Stored items:
Start of Block

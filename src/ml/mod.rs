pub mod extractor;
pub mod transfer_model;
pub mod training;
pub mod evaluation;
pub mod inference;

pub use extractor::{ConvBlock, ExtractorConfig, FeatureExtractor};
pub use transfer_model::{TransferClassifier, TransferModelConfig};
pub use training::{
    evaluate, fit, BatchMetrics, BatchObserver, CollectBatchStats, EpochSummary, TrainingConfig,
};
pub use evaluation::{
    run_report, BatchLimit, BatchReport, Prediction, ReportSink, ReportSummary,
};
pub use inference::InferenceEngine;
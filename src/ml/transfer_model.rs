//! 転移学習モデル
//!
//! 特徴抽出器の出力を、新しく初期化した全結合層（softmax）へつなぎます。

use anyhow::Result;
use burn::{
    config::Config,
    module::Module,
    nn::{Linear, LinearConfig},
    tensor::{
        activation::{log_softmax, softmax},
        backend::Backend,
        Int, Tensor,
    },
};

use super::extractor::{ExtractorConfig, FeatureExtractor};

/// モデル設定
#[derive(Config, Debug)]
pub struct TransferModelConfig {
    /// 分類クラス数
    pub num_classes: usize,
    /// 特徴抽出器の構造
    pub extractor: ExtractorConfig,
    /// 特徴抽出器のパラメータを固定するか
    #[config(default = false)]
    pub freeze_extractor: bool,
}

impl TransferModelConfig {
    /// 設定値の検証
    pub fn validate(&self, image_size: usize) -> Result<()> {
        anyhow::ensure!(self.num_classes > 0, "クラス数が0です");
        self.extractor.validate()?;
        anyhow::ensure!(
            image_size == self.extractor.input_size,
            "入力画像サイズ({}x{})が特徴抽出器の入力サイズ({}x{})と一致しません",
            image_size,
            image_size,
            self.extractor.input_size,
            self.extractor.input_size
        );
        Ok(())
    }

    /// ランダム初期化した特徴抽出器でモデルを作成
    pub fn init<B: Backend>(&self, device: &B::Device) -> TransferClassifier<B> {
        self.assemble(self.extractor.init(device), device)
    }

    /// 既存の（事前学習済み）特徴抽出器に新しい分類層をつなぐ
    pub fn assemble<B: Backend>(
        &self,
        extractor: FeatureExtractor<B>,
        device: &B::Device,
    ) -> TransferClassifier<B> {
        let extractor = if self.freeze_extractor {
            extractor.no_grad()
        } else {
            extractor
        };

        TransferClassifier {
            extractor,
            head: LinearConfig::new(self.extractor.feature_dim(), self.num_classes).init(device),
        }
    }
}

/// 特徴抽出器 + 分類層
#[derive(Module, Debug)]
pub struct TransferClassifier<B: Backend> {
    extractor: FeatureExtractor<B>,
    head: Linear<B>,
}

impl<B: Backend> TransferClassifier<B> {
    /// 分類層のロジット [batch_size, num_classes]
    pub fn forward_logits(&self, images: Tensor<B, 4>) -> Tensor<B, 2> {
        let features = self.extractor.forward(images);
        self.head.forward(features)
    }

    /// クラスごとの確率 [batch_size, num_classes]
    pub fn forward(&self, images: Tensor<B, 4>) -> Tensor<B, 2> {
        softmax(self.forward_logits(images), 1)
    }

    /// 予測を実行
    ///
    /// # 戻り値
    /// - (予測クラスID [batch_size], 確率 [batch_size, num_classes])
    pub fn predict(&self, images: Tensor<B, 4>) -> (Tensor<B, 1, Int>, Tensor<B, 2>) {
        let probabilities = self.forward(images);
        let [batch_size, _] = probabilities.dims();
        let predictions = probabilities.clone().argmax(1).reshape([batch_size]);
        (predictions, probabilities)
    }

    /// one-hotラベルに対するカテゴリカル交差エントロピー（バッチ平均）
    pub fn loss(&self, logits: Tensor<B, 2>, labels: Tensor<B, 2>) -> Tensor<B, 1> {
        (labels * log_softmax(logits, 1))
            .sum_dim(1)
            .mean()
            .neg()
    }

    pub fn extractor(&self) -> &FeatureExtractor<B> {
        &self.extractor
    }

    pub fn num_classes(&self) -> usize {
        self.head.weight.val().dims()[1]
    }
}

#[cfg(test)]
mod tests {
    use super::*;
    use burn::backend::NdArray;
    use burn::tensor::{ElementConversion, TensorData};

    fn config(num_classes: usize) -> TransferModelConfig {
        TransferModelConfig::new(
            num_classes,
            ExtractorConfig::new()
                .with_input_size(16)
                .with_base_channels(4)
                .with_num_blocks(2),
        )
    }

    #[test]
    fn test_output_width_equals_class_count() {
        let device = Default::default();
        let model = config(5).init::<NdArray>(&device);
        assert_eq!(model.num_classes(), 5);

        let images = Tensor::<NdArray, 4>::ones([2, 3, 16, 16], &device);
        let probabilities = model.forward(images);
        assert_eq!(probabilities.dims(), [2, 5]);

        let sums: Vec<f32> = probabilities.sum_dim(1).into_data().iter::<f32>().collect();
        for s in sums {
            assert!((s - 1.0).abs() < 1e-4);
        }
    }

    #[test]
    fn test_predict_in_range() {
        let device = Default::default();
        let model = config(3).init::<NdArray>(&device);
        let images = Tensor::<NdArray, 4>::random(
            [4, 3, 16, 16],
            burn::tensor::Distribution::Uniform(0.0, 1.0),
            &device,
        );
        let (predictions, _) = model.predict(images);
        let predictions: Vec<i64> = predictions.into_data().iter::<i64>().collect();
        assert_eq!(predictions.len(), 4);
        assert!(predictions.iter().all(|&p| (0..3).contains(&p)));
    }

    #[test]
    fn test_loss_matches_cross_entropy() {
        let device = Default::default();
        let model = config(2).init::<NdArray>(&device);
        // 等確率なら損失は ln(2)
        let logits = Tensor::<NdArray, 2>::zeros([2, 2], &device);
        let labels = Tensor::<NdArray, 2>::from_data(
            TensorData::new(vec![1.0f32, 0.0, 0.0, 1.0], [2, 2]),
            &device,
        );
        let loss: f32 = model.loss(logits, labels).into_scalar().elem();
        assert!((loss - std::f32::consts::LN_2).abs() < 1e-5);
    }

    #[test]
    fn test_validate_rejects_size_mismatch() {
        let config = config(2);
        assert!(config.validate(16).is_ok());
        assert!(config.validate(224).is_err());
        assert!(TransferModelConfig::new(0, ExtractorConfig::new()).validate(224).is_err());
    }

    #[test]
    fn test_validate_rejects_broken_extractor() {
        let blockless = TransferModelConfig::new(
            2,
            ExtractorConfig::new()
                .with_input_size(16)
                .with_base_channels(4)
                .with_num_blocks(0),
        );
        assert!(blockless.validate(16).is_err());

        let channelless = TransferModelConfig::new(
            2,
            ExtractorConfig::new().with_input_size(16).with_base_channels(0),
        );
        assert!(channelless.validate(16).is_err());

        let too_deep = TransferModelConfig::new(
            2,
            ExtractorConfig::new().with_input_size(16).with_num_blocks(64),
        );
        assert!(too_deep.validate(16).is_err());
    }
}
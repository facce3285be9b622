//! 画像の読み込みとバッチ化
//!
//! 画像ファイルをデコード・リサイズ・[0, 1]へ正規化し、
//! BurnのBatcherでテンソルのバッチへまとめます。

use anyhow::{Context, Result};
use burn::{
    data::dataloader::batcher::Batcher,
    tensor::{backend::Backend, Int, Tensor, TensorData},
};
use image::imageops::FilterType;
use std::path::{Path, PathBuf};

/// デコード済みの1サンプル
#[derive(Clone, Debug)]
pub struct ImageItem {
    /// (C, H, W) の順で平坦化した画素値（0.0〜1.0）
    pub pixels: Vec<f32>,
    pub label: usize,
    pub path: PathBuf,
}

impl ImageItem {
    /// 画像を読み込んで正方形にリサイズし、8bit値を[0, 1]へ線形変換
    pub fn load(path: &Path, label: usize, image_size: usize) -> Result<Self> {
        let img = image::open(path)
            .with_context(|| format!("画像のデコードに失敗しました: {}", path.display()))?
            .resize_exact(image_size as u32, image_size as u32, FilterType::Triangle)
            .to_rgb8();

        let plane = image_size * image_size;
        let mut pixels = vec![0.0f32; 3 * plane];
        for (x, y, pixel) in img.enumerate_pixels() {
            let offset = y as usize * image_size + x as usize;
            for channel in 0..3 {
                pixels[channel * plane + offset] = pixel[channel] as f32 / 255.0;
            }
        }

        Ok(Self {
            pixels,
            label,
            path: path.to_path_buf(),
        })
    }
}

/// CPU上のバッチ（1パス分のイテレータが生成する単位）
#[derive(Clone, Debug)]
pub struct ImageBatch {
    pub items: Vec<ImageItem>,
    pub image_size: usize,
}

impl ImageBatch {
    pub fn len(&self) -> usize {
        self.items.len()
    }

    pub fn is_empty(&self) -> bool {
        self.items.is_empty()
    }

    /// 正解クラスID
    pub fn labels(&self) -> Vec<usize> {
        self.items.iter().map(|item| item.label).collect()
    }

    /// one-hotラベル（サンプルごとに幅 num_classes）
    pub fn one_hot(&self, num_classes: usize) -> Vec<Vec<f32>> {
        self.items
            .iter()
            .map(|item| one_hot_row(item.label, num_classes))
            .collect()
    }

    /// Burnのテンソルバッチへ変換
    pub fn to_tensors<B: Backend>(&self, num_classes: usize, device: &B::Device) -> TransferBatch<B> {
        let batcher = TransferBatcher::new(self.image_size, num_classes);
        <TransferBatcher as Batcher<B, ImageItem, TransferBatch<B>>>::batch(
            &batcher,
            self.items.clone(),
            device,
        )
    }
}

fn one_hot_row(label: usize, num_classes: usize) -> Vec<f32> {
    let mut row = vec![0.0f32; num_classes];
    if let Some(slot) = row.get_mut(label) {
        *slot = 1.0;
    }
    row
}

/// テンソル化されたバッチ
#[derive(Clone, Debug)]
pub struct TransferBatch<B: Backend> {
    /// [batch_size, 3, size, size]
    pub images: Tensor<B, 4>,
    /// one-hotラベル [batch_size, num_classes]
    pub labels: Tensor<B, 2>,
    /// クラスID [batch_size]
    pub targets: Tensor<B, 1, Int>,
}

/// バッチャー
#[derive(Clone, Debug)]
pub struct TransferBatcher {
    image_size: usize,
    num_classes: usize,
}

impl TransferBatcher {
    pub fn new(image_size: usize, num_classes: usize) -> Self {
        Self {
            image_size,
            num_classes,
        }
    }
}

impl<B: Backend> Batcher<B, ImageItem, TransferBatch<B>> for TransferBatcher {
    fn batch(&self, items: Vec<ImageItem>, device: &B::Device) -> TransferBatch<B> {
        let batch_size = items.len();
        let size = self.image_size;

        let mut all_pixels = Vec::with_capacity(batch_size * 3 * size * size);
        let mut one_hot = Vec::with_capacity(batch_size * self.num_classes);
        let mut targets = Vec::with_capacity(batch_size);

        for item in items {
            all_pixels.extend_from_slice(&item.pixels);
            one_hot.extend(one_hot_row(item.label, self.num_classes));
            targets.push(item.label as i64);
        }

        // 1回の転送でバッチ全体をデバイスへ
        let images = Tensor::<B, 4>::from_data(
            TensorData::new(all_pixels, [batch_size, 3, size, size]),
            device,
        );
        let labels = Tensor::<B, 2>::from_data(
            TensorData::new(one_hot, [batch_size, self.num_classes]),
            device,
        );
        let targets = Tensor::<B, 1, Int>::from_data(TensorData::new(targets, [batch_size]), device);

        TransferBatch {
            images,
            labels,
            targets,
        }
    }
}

End of Block

§ WHAT YOU ARE ASKED TO DO: How many lines of the records contain the string "ImageBatch"? Respond with the number alone.

§ RESPONSE FOR THIS EXERCISE: 2